Data for the task:
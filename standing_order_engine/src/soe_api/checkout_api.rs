//! The checkout workflow that takes a draft order to `complete`.
//!
//! The address, delivery and payment steps are checked in that order, in memory, against the order as it is stored.
//! Every step runs whatever checkout state the order was left in, and nothing is written until all of them pass. The result of the walk is a
//! [`CheckoutCompletion`], which the backend persists in one transaction. A step that fails therefore leaves the
//! stored order exactly as it was.
//!
//! Payments are attached in the `checkout` state and are never processed or captured here.
use std::fmt::Debug;

use log::*;

use crate::{
    db_types::{AddressId, LineItem, Money, Order, OrderState, ShippingMethodId},
    events::{EventProducers, OrderConfirmationEvent},
    soe_api::errors::CompletionError,
    traits::{CatalogManagement, CheckoutCompletion, OrderManagement, PaymentAttachment},
};

/// Whether completing checkout sends the generic order-confirmation email.
#[derive(Debug, Clone, Copy, PartialEq, Eq, Default)]
pub enum ConfirmationPolicy {
    /// A regular storefront checkout. The customer receives the generic confirmation.
    #[default]
    Send,
    /// The caller sends its own notification instead. Standing order placement always uses this.
    Suppress,
}

pub struct CheckoutApi<B> {
    db: B,
    producers: EventProducers,
}

impl<B> Debug for CheckoutApi<B> {
    fn fmt(&self, f: &mut std::fmt::Formatter<'_>) -> std::fmt::Result {
        write!(f, "CheckoutApi")
    }
}

impl<B> CheckoutApi<B> {
    pub fn new(db: B, producers: EventProducers) -> Self {
        Self { db, producers }
    }
}

impl<B> CheckoutApi<B>
where B: OrderManagement + CatalogManagement
{
    /// Drives the order through every checkout step and marks it complete.
    ///
    /// The order is re-read from the backend first, so quantities capped earlier in the same run are taken into
    /// account. If the order was completed in the meantime, [`CompletionError::AlreadyCompleted`] is returned.
    pub async fn advance_to_complete(&self, order: &Order, policy: ConfirmationPolicy) -> Result<Order, CompletionError> {
        let completion = self.prepare_checkout(order).await?;
        let completed = self.db.complete_checkout(completion).await?;
        info!("🛒️ Order {} [{}] is complete. Total: {}", completed.id, completed.number, completed.total);
        match policy {
            ConfirmationPolicy::Send => {
                debug!("🛒️ Sending order confirmation for {}", completed.id);
                self.producers.publish_order_confirmation(OrderConfirmationEvent::new(&completed)).await;
            },
            ConfirmationPolicy::Suppress => {
                trace!("🛒️ Order confirmation for {} suppressed", completed.id);
            },
        }
        Ok(completed)
    }

    /// Runs the checkout steps without writing anything. On success, the returned value holds everything that
    /// completing the order will persist.
    pub async fn prepare_checkout(&self, order: &Order) -> Result<CheckoutCompletion, CompletionError> {
        let order = self.db.fetch_order(order.id).await?.ok_or(CompletionError::OrderNotFound(order.id))?;
        if order.is_complete() {
            return Err(CompletionError::AlreadyCompleted(order.id));
        }
        let items = self.db.fetch_line_items(order.id).await?;
        if items.is_empty() {
            return Err(CompletionError::EmptyOrder(order.id));
        }
        let item_total = items.iter().map(LineItem::amount).sum::<Money>();
        let total = item_total;
        self.check_addresses(&order).await?;
        let shipping_method_id = self.resolve_shipping_method(&order).await?;
        let payment = self.resolve_payment(&order, total).await?;
        trace!("🛒️ Order {}: every checkout step passed. {} → {}", order.id, order.state, OrderState::Complete);
        Ok(CheckoutCompletion {
            order_id: order.id,
            shipping_method_id,
            item_total,
            total,
            payment,
            completed_at: chrono::Utc::now(),
        })
    }

    async fn check_addresses(&self, order: &Order) -> Result<(), CompletionError> {
        self.check_address(order, order.bill_address_id, "billing").await?;
        self.check_address(order, order.ship_address_id, "shipping").await
    }

    async fn check_address(
        &self,
        order: &Order,
        id: Option<AddressId>,
        kind: &'static str,
    ) -> Result<(), CompletionError> {
        let id = id.ok_or(CompletionError::MissingAddress { order: order.id, kind })?;
        let address = self.db.fetch_address(id).await?.ok_or(CompletionError::MissingAddress { order: order.id, kind })?;
        let missing = address.missing_fields();
        if !missing.is_empty() {
            return Err(CompletionError::InvalidAddress { order: order.id, kind, missing });
        }
        Ok(())
    }

    async fn resolve_shipping_method(&self, order: &Order) -> Result<ShippingMethodId, CompletionError> {
        let offered = self.db.shipping_methods_for_shop(order.shop_id).await?;
        let chosen = match order.shipping_method_id {
            Some(id) => id,
            None => {
                let first = offered.first().ok_or(CompletionError::NoShippingMethod(order.id))?;
                debug!("🛒️ Order {} has no shipping method. Using the shop default, {}", order.id, first.name);
                first.id
            },
        };
        if !offered.iter().any(|m| m.id == chosen) {
            return Err(CompletionError::ShippingMethodUnavailable { order: order.id, method: chosen });
        }
        Ok(chosen)
    }

    async fn resolve_payment(&self, order: &Order, amount: Money) -> Result<PaymentAttachment, CompletionError> {
        let method = order.payment_method_id.ok_or(CompletionError::MissingPaymentMethod(order.id))?;
        let accepted = self.db.payment_methods_for_shop(order.shop_id).await?;
        if !accepted.iter().any(|m| m.id == method) {
            return Err(CompletionError::PaymentMethodUnavailable { order: order.id, method });
        }
        Ok(PaymentAttachment { payment_method_id: method, amount })
    }
}
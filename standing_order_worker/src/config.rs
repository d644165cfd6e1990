use std::time::Duration;

use log::*;
use market_common::helpers::parse_boolean_flag;

const DEFAULT_SOW_DATABASE_URL: &str = "sqlite://data/standing_orders.db";
const DEFAULT_MAX_CONNECTIONS: u32 = 5;
const DEFAULT_POLL_INTERVAL: Duration = Duration::from_secs(60);
const DEFAULT_EVENT_BUFFER_SIZE: usize = 25;

#[derive(Clone, Debug)]
pub struct WorkerConfig {
    pub database_url: String,
    pub max_connections: u32,
    /// If true, line items are never capped to the stock on hand.
    pub allow_backorders: bool,
    /// How often the `watch` command looks for order cycles with orders waiting to be placed.
    pub poll_interval: Duration,
    /// The channel capacity of each mail hook.
    pub event_buffer_size: usize,
}

impl Default for WorkerConfig {
    fn default() -> Self {
        Self {
            database_url: DEFAULT_SOW_DATABASE_URL.to_string(),
            max_connections: DEFAULT_MAX_CONNECTIONS,
            allow_backorders: false,
            poll_interval: DEFAULT_POLL_INTERVAL,
            event_buffer_size: DEFAULT_EVENT_BUFFER_SIZE,
        }
    }
}

impl WorkerConfig {
    pub fn from_env_or_default() -> Self {
        Self::from_lookup(|name| std::env::var(name).ok())
    }

    /// Builds the configuration from whatever `lookup` returns for each `SOW_*` variable. Missing or invalid values
    /// fall back to the defaults.
    pub fn from_lookup<F>(lookup: F) -> Self
    where F: Fn(&str) -> Option<String> {
        let database_url = lookup("SOW_DATABASE_URL").unwrap_or_else(|| {
            info!("🪛️ SOW_DATABASE_URL is not set. Using the default, {DEFAULT_SOW_DATABASE_URL}.");
            DEFAULT_SOW_DATABASE_URL.to_string()
        });
        let max_connections = parse_or_default(&lookup, "SOW_MAX_CONNECTIONS", DEFAULT_MAX_CONNECTIONS);
        let allow_backorders = parse_boolean_flag(lookup("SOW_ALLOW_BACKORDERS"), false);
        let poll_interval =
            Duration::from_secs(parse_or_default(&lookup, "SOW_POLL_INTERVAL", DEFAULT_POLL_INTERVAL.as_secs()));
        let event_buffer_size = parse_or_default(&lookup, "SOW_EVENT_BUFFER_SIZE", DEFAULT_EVENT_BUFFER_SIZE);
        Self { database_url, max_connections, allow_backorders, poll_interval, event_buffer_size }
    }
}

fn parse_or_default<F, T>(lookup: &F, name: &str, default: T) -> T
where
    F: Fn(&str) -> Option<String>,
    T: std::str::FromStr + std::fmt::Display + PartialOrd + Default,
    T::Err: std::fmt::Display,
{
    let Some(s) = lookup(name) else {
        debug!("🪛️ {name} is not set. Using the default value of {default}.");
        return default;
    };
    match s.trim().parse::<T>() {
        Ok(v) if v > T::default() => v,
        Ok(v) => {
            warn!("🪛️ {name} must be greater than zero, but was {v}. Using the default, {default}, instead.");
            default
        },
        Err(e) => {
            error!("🪛️ {s} is not a valid value for {name}. {e} Using the default, {default}, instead.");
            default
        },
    }
}
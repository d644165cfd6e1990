//! `SqliteDatabase` is a concrete implementation of a standing order engine backend.
//!
//! Unsurprisingly, it uses SQLite as the backend and implements all the traits defined in the [`crate::traits`]
//! module. It also carries a handful of inherent methods for seeding the catalog and generating orders, which the
//! order generator and the test fixtures use.
use std::fmt::Debug;

use chrono::{DateTime, Utc};
use log::*;
use sqlx::SqlitePool;

use super::db::{catalog, db_url, line_items, new_pool, notifications, orders, standing_orders, variants};
use crate::{
    db_types::{
        Address,
        AddressId,
        CustomerId,
        ExchangeId,
        LineItem,
        LineItemId,
        NewNotification,
        NewOrder,
        NewOrderCycle,
        NewStandingOrder,
        NewVariant,
        Notification,
        Order,
        OrderCycle,
        OrderCycleId,
        OrderId,
        Payment,
        PaymentMethod,
        ScheduleId,
        ShippingMethod,
        ShopId,
        StandingLineItem,
        StandingLineItemId,
        StandingOrder,
        StandingOrderId,
        StockLevel,
        Variant,
        VariantId,
    },
    order_objects::OrderQueryFilter,
    traits::{
        CatalogError,
        CatalogManagement,
        CheckoutCompletion,
        InventoryError,
        InventoryOracle,
        NotificationOutbox,
        OrderManagement,
        OrderManagementError,
        OutboxError,
        StandingOrderError,
        StandingOrderManagement,
    },
};

#[derive(Clone)]
pub struct SqliteDatabase {
    url: String,
    pool: SqlitePool,
    allow_backorders: bool,
}

impl Debug for SqliteDatabase {
    fn fmt(&self, f: &mut std::fmt::Formatter<'_>) -> std::fmt::Result {
        writeln!(f, "SqliteDatabase ({:?}, backorders: {})", self.pool, self.allow_backorders)
    }
}

impl OrderManagement for SqliteDatabase {
    fn url(&self) -> &str {
        self.url.as_str()
    }

    async fn fetch_order(&self, id: OrderId) -> Result<Option<Order>, OrderManagementError> {
        let mut conn = self.pool.acquire().await?;
        let order = orders::fetch_order(id, &mut conn).await?;
        Ok(order)
    }

    async fn fetch_orders(&self, query: OrderQueryFilter) -> Result<Vec<Order>, OrderManagementError> {
        let mut conn = self.pool.acquire().await?;
        let result = orders::fetch_orders(query, &mut conn).await?;
        Ok(result)
    }

    async fn fetch_line_items(&self, order: OrderId) -> Result<Vec<LineItem>, OrderManagementError> {
        let mut conn = self.pool.acquire().await?;
        let items = line_items::fetch_line_items_for_order(order, &mut conn).await?;
        Ok(items)
    }

    async fn fetch_line_item(&self, id: LineItemId) -> Result<Option<LineItem>, OrderManagementError> {
        let mut conn = self.pool.acquire().await?;
        let item = line_items::fetch_line_item(id, &mut conn).await?;
        Ok(item)
    }

    async fn update_line_item_quantity(&self, id: LineItemId, quantity: i64) -> Result<(), OrderManagementError> {
        if quantity < 0 {
            return Err(OrderManagementError::InvalidQuantity(quantity));
        }
        let mut conn = self.pool.acquire().await?;
        if line_items::update_quantity(id, quantity, &mut conn).await? {
            return Ok(());
        }
        match line_items::fetch_line_item(id, &mut conn).await? {
            Some(item) => Err(OrderManagementError::AlreadyCompleted(item.order_id)),
            None => Err(OrderManagementError::LineItemNotFound(id)),
        }
    }

    async fn update_totals(&self, order: OrderId) -> Result<Order, OrderManagementError> {
        let mut conn = self.pool.acquire().await?;
        if let Some(updated) = orders::update_totals(order, &mut conn).await? {
            return Ok(updated);
        }
        match orders::fetch_order(order, &mut conn).await? {
            Some(_) => Err(OrderManagementError::AlreadyCompleted(order)),
            None => Err(OrderManagementError::OrderNotFound(order)),
        }
    }

    async fn fetch_address(&self, id: AddressId) -> Result<Option<Address>, OrderManagementError> {
        let mut conn = self.pool.acquire().await?;
        let address = orders::fetch_address(id, &mut conn).await?;
        Ok(address)
    }

    async fn fetch_payments(&self, order: OrderId) -> Result<Vec<Payment>, OrderManagementError> {
        let mut conn = self.pool.acquire().await?;
        let payments = orders::fetch_payments(order, &mut conn).await?;
        Ok(payments)
    }

    /// Takes the resolved checkout and, in a single atomic transaction,
    /// * marks the order as complete, provided nobody has completed it in the meantime,
    /// * attaches the payment in the `checkout` state.
    /// If either step fails, the transaction is dropped and the order is left exactly as it was.
    async fn complete_checkout(&self, completion: CheckoutCompletion) -> Result<Order, OrderManagementError> {
        let mut tx = self.pool.begin().await?;
        let order = orders::complete_checkout(completion, &mut tx).await?;
        tx.commit().await?;
        debug!("🗃️ Order {} [{}] completed checkout. Total: {}", order.id, order.number, order.total);
        Ok(order)
    }

    async fn fetch_order_cycles_awaiting_placement(
        &self,
        now: DateTime<Utc>,
    ) -> Result<Vec<OrderCycle>, OrderManagementError> {
        let mut conn = self.pool.acquire().await?;
        let cycles = orders::fetch_order_cycles_awaiting_placement(now, &mut conn).await?;
        Ok(cycles)
    }
}

impl InventoryOracle for SqliteDatabase {
    async fn stock_level(&self, variant: VariantId) -> Result<StockLevel, InventoryError> {
        let mut conn = self.pool.acquire().await?;
        let variant =
            variants::fetch_variant(variant, &mut conn).await?.ok_or(InventoryError::VariantNotFound(variant))?;
        Ok(variant.stock_level())
    }

    fn backorders_allowed(&self) -> bool {
        self.allow_backorders
    }
}

impl CatalogManagement for SqliteDatabase {
    async fn fetch_variant(&self, id: VariantId) -> Result<Option<Variant>, CatalogError> {
        let mut conn = self.pool.acquire().await?;
        let variant = variants::fetch_variant(id, &mut conn).await?;
        Ok(variant)
    }

    async fn fetch_order_cycle(&self, id: OrderCycleId) -> Result<Option<OrderCycle>, CatalogError> {
        let mut conn = self.pool.acquire().await?;
        let cycle = catalog::fetch_order_cycle(id, &mut conn).await?;
        Ok(cycle)
    }

    async fn variant_available_from(
        &self,
        variant: VariantId,
        shop: ShopId,
        schedule: ScheduleId,
    ) -> Result<bool, CatalogError> {
        let mut conn = self.pool.acquire().await?;
        let available = catalog::variant_available_from(variant, shop, schedule, &mut conn).await?;
        Ok(available)
    }

    async fn shipping_methods_for_shop(&self, shop: ShopId) -> Result<Vec<ShippingMethod>, CatalogError> {
        let mut conn = self.pool.acquire().await?;
        let methods = catalog::fetch_shipping_methods(shop, &mut conn).await?;
        Ok(methods)
    }

    async fn payment_methods_for_shop(&self, shop: ShopId) -> Result<Vec<PaymentMethod>, CatalogError> {
        let mut conn = self.pool.acquire().await?;
        let methods = catalog::fetch_payment_methods(shop, &mut conn).await?;
        Ok(methods)
    }
}
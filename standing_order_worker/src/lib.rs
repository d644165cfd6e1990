//! # Standing order worker
//! The process the scheduler runs to place standing orders. It can either:
//! * place the standing orders of a single order cycle and exit (`place --order-cycle <ID>`), or
//! * keep running and place the standing orders of every order cycle as it opens (`watch`).
//!
//! Placement emails are handed to the mail hooks in [`notifications`].
//!
//! ## Configuration
//! The worker is configured via environment variables. See [config](config/index.html) for more information.
pub mod cli;
pub mod config;
pub mod errors;
pub mod notifications;
pub mod placement_worker;

use log::*;
use standing_order_engine::SqliteDatabase;

use crate::{config::WorkerConfig, errors::WorkerError};

/// Connects to the configured database and brings its schema up to date.
pub async fn connect(config: &WorkerConfig) -> Result<SqliteDatabase, WorkerError> {
    let db = SqliteDatabase::new_with_url(&config.database_url, config.max_connections)
        .await
        .map_err(|e| WorkerError::DatabaseError(e.to_string()))?
        .with_backorders(config.allow_backorders);
    db.migrate().await.map_err(|e| WorkerError::MigrationError(e.to_string()))?;
    info!("🕰️ Connected to {} (backorders allowed: {})", config.database_url, config.allow_backorders);
    Ok(db)
}
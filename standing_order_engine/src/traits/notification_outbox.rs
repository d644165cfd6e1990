use thiserror::Error;

use crate::db_types::{NewNotification, Notification, OrderId};

#[derive(Debug, Clone, Error)]
pub enum OutboxError {
    #[error("Database error: {0}")]
    DatabaseError(String),
    #[error("Could not serialize the notification payload: {0}")]
    SerializationError(String),
}

impl From<sqlx::Error> for OutboxError {
    fn from(e: sqlx::Error) -> Self {
        OutboxError::DatabaseError(e.to_string())
    }
}

impl From<serde_json::Error> for OutboxError {
    fn from(e: serde_json::Error) -> Self {
        OutboxError::SerializationError(e.to_string())
    }
}

/// Storage for outbound notification records. Mail delivery picks records up from here.
#[allow(async_fn_in_trait)]
pub trait NotificationOutbox {
    async fn record_notification(&self, notification: NewNotification) -> Result<Notification, OutboxError>;

    async fn fetch_notifications_for_order(&self, order: OrderId) -> Result<Vec<Notification>, OutboxError>;
}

Work to complete:
Scan the records above for the word "sqlx". Copy each line that has it.

Finished exercise:
use sqlx::SqlitePool;
impl From<sqlx::Error> for OutboxError {
    fn from(e: sqlx::Error) -> Self {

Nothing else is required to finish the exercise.